Save Bytes, Your Sanity and Money

In this day of elastic on-demand compute resource it can be easy to lose focus on how best to leverage a smaller footprint when it’s so easy to add capacity. Having spent many a year working on the web it’s interesting to see how development frameworks and web infrastructure has matured to better support developers in delivering scalable solutions for not much effort. Still, it goes without saying that older applications don’t easily benefit from more modern tooling and even newer solutions sometimes fail to leverage tools because the solution architects and developers just don’t know about them. In this blog post I’ll try to cover off some and provide background as to why it’s important.

Peak hour traffic

We’ve all driven on roads during peak hour – what a nightmare! A short trip can take substantially longer when the traffic is heavy. Processes like paying for tolls or going through traffic lights suddenly start to take exponentially longer which has a knock-on effect to each individual joining the road (and so on). I’m pretty sure you can see the analogy here with the peaks in demand that websites often have, but, unlike on the road the web has this problem two-fold because your request generates a response that has to return to your client (and suffer a similar fate).

At a very high level the keys to better performance on the web are:

  • ensure your web infrastructure takes the least amount of time to handle a request
  • make sure your responses are streamlined to be as small as possible
  • avoid forcing clients to make multiple round-trips to your infrastructure.

All requests (and responses) are not equal

This is subtle and not immediately obvious if you haven’t seen how hosts with different latencies can affect your website.

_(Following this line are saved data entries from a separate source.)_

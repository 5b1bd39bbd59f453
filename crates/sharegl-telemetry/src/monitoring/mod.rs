// Copyright 2025 eraflo
//
// Licensed under the Apache License, Version 2.0 (the "License");
// you may not use this file except in compliance with the License.
// You may obtain a copy of the License at
//
//     http://www.apache.org/licenses/LICENSE-2.0
//
// Unless required by applicable law or agreed to in writing, software
// distributed under the License is distributed on an "AS IS" BASIS,
// WITHOUT WARRANTIES OR CONDITIONS OF ANY KIND, either express or implied.
// See the License for the specific language governing permissions and
// limitations under the License.
//! Registration of the trackers worth watching.

mod registry;

pub use registry::{TrackerMonitorRegistry, TrackerSample};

You may have built a very capable platform to service a high volume of requests but you may not have considered the time it takes for those requests to be serviced.

What do I mean?

A practical example is probably best and is something you can visualise yourself using your favourite web browser. In Internet Explorer or Chrome open the developer tools by hitting F12 on your keyboard (in IE make sure to hit “Start Capturing” too) – if you’re using Firefox, Safari, et al… I’m sure you can figure it out ;-) . Once open visit a website you know well and watch the list of resources that are loaded. Here I’m hitting Google’s Australia homepage.

I’m on a very low latency cable connection so I have a response in the milliseconds.

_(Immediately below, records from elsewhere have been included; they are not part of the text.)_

// Copyright 2025 eraflo
//
// Licensed under the Apache License, Version 2.0 (the "License");
// you may not use this file except in compliance with the License.
// You may obtain a copy of the License at
//
//     http://www.apache.org/licenses/LICENSE-2.0
//
// Unless required by applicable law or agreed to in writing, software
// distributed under the License is distributed on an "AS IS" BASIS,
// WITHOUT WARRANTIES OR CONDITIONS OF ANY KIND, either express or implied.
// See the License for the specific language governing permissions and
// limitations under the License.

#![allow(dead_code)]

use sharegl_core::{
    ContextId, DeletionError, GlContext, ObjectDeleter, ObjectId, ObjectKind, ShareSlot,
};
use std::collections::HashSet;
use std::sync::atomic::{AtomicBool, Ordering};
use std::sync::{Arc, Mutex};

/// A context without a native backend that records every deletion call.
pub struct MockContext {
    id: ContextId,
    created: AtomicBool,
    slot: ShareSlot,
    deleted: Mutex<Vec<(ObjectKind, ObjectId)>>,
    failing: Mutex<HashSet<(ObjectKind, ObjectId)>>,
}

impl MockContext {
    pub fn new() -> Arc<Self> {
        Arc::new(Self {
            id: ContextId::next(),
            created: AtomicBool::new(false),
            slot: ShareSlot::new(),
            deleted: Mutex::new(Vec::new()),
            failing: Mutex::new(HashSet::new()),
        })
    }

    /// A context whose native side already exists.
    pub fn created() -> Arc<Self> {
        let ctx = Self::new();
        ctx.set_created(true);
        ctx
    }

    pub fn set_created(&self, created: bool) {
        self.created.store(created, Ordering::SeqCst);
    }

    /// Makes every future deletion of `(kind, id)` fail.
    pub fn fail_on(&self, kind: ObjectKind, id: ObjectId) {
        self.failing.lock().unwrap().insert((kind, id));
    }

    /// Lets previously failing deletions succeed again.
    pub fn heal(&self) {
        self.failing.lock().unwrap().clear();
    }

    pub fn deleted(&self) -> Vec<(ObjectKind, ObjectId)> {
        self.deleted.lock().unwrap().clone()
    }

    pub fn deleted_count(&self) -> usize {
        self.deleted.lock().unwrap().len()
    }

    fn delete(&self, kind: ObjectKind, id: ObjectId) -> Result<(), DeletionError> {
        if self.failing.lock().unwrap().contains(&(kind, id)) {
            return Err(DeletionError::new(kind, id, "GL_INVALID_OPERATION"));
        }
        self.deleted.lock().unwrap().push((kind, id));
        Ok(())
    }
}

impl ObjectDeleter for MockContext {
    fn delete_buffer(&self, id: ObjectId) -> Result<(), DeletionError> {
        self.delete(ObjectKind::Buffer, id)
    }
    fn delete_texture(&self, id: ObjectId) -> Result<(), DeletionError> {
        self.delete(ObjectKind::Texture, id)
    }
    fn delete_program(&self, id: ObjectId) -> Result<(), DeletionError> {
        self.delete(ObjectKind::Program, id)
    }
    fn delete_shader(&self, id: ObjectId) -> Result<(), DeletionError> {
        self.delete(ObjectKind::Shader, id)
    }
    fn delete_query(&self, id: ObjectId) -> Result<(), DeletionError> {
        self.delete(ObjectKind::Query, id)
    }
    fn delete_renderbuffer(&self, id: ObjectId) -> Result<(), DeletionError> {
        self.delete(ObjectKind::Renderbuffer, id)
    }
    fn delete_framebuffer(&self, id: ObjectId) -> Result<(), DeletionError> {
        self.delete(ObjectKind::Framebuffer, id)
    }
    fn delete_fence(&self, id: ObjectId) -> Result<(), DeletionError> {
        self.delete(ObjectKind::Fence, id)
    }
    fn delete_display_list(&self, id: ObjectId) -> Result<(), DeletionError> {
        self.delete(ObjectKind::DisplayList, id)
    }
    fn delete_vertex_array(&self, id: ObjectId) -> Result<(), DeletionError> {
        self.delete(ObjectKind::VertexArray, id)
    }
    fn delete_sampler(&self, id: ObjectId) -> Result<(), DeletionError> {
        self.delete(ObjectKind::Sampler, id)
    }
    fn delete_transform_feedback(&self, id: ObjectId) -> Result<(), DeletionError> {
        self.delete(ObjectKind::TransformFeedback, id)
    }
    fn delete_program_pipeline(&self, id: ObjectId) -> Result<(), DeletionError> {
        self.delete(ObjectKind::ProgramPipeline, id)
    }
}

impl GlContext for MockContext {
    fn context_id(&self) -> ContextId {
        self.id
    }

    fn is_created(&self) -> bool {
        self.created.load(Ordering::SeqCst)
    }

    fn share_slot(&self) -> &ShareSlot {
        &self.slot
    }
}

/// Erases the concrete type, as the context layer would.
pub fn as_dyn(ctx: &Arc<MockContext>) -> Arc<dyn GlContext> {
    ctx.clone()
}

pub fn ids(raw: &[u64]) -> Vec<ObjectId> {
    raw.iter().copied().map(ObjectId).collect()
}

Network view in Internet Explorer

Network view in Google Chrome

This means that despite the Google homepage sending me almost 100 KB of data it serviced my entire request in under half a second (I also got some pre-cached goodness thrown in which also makes the response quicker). The real interest beyond this is what is that time actually made up of? Let Chrome explain:

Request detail from Google Chrome

My client (browser) spent 5ms setting up the connection, 1ms sending my request (GET http://www.google.com.au/), 197ms waiting for Google to respond at all, and then 40ms receiving the response. If this was a secure connection there would be more setup as my client and the server do all the necessary encryption / decryption to secure the message transport.

As you can imagine, if I was on a high latency connection each one of these values could be substantially higher. The net result on Google’s infrastructure would be:

  • It takes longer to receive the full request from my client after connection initialisation
  • It takes longer to stream the full response from their infrastructure to my client.

Both of which means my slower connection would use Google’s server resources for longer thus stopping those resources servicing another request.

As you can see this effectively limits the infrastructure to run at lower capacity than it really could and also demonstrates why performing load testing requires that you run test agents that utilise different latencies so you can gauge realistically what your capacity is.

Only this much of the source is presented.